Work task. When a line in the material contains the word "hasher", copy it.

*** Block opens ***

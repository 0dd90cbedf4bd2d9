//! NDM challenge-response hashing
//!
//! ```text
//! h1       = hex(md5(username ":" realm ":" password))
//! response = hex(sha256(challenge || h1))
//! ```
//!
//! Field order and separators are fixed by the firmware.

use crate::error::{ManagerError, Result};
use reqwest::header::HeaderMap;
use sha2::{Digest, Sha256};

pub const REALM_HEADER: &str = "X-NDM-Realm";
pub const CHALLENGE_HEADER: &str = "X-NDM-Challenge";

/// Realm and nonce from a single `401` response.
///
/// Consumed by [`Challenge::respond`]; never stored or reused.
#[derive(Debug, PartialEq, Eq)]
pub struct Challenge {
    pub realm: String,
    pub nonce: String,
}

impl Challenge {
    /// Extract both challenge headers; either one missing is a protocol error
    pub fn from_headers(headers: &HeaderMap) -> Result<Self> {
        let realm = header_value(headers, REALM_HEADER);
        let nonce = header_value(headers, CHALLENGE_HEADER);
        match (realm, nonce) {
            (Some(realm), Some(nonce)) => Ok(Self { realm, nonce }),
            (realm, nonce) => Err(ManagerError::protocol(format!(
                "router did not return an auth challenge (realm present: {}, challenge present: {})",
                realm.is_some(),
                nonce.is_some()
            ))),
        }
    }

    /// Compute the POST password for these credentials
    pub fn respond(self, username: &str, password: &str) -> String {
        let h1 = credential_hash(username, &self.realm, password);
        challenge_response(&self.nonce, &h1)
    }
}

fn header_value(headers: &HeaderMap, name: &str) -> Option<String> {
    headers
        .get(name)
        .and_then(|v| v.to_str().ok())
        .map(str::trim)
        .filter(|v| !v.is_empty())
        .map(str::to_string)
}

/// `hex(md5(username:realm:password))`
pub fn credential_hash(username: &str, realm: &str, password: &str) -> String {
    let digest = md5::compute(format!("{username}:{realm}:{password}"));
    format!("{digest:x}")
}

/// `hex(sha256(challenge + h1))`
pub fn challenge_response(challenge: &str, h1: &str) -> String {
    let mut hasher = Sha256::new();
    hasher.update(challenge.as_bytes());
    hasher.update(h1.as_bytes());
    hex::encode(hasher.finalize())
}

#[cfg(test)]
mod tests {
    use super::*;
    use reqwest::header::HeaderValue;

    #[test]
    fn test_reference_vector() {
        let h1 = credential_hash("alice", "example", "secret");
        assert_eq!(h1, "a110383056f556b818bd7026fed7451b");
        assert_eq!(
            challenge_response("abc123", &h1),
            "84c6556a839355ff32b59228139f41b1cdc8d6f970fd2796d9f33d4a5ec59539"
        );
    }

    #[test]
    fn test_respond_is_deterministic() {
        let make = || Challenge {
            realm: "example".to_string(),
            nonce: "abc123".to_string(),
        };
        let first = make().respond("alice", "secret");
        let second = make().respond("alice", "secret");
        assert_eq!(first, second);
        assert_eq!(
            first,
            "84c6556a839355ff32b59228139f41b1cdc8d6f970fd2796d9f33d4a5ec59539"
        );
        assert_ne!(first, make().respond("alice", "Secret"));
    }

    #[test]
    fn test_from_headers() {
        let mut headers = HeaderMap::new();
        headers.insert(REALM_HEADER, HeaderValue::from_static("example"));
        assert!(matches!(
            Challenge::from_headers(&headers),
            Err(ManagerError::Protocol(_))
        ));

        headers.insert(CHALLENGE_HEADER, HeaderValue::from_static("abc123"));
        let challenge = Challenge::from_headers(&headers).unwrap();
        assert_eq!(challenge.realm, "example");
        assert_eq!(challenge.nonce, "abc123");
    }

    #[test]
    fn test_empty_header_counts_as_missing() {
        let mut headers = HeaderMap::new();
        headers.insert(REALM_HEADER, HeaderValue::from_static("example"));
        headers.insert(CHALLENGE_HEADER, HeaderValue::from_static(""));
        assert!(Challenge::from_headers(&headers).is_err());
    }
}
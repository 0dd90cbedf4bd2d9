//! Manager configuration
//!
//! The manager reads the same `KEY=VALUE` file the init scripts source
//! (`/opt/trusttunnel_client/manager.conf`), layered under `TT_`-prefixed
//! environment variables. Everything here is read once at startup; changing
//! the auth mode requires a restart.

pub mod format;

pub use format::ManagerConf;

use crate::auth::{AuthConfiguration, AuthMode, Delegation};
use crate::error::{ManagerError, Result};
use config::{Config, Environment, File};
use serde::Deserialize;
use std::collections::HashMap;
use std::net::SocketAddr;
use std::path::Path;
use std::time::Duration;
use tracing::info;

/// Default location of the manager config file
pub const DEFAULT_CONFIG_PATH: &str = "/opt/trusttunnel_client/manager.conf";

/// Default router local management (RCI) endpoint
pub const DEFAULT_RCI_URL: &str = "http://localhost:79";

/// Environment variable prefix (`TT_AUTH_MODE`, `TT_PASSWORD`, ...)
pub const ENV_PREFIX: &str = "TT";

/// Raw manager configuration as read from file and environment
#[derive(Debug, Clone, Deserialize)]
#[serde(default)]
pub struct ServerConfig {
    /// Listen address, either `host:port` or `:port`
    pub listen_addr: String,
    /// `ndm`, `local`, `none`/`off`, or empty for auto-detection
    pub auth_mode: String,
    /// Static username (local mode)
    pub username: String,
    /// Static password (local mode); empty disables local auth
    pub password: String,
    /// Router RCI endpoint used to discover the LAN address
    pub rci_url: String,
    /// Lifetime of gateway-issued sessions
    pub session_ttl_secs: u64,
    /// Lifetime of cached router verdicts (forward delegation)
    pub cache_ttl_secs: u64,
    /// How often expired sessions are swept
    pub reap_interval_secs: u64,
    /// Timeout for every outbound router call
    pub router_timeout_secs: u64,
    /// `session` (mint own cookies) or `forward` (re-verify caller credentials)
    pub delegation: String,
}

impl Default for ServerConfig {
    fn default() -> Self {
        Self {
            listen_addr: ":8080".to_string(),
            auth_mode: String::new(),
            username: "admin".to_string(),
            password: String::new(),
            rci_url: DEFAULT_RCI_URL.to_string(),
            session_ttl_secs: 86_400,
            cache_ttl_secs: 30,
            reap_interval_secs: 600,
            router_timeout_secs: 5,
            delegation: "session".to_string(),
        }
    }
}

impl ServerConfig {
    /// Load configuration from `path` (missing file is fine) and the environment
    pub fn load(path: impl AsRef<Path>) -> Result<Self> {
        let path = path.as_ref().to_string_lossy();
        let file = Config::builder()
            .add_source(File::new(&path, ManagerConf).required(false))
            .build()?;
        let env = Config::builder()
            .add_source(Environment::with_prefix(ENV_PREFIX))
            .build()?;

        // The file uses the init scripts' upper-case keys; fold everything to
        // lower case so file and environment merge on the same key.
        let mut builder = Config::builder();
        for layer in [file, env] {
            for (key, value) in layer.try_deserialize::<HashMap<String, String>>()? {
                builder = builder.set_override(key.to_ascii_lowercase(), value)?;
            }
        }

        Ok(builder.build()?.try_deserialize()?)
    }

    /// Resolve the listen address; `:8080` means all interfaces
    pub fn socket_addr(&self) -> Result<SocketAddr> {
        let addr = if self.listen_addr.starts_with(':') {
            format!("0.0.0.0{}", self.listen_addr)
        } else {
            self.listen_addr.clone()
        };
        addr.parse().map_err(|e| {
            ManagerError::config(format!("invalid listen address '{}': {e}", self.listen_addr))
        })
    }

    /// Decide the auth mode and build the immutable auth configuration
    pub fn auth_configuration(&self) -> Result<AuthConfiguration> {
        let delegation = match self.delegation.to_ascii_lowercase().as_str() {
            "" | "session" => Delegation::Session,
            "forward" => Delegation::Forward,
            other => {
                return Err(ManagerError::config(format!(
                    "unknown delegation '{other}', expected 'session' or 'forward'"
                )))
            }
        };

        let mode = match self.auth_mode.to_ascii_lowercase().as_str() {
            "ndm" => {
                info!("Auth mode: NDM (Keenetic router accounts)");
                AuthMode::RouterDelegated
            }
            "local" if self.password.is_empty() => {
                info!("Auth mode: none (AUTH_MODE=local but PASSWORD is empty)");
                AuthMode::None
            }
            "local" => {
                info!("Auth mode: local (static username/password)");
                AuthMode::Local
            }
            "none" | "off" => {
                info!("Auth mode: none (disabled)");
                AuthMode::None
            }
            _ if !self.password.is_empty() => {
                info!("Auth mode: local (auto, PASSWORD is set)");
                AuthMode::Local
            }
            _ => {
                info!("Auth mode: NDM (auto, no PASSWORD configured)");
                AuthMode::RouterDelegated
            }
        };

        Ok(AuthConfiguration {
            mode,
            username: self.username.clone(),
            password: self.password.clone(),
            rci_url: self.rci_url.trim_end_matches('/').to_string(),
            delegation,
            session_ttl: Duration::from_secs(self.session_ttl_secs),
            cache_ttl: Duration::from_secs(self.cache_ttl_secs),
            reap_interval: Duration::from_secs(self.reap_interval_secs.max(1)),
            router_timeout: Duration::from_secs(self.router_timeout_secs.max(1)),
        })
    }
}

*** Block closes ***

Answer to the exercise.
    let mut hasher = Sha256::new();
    hasher.update(challenge.as_bytes());
    hasher.update(h1.as_bytes());
    hex::encode(hasher.finalize())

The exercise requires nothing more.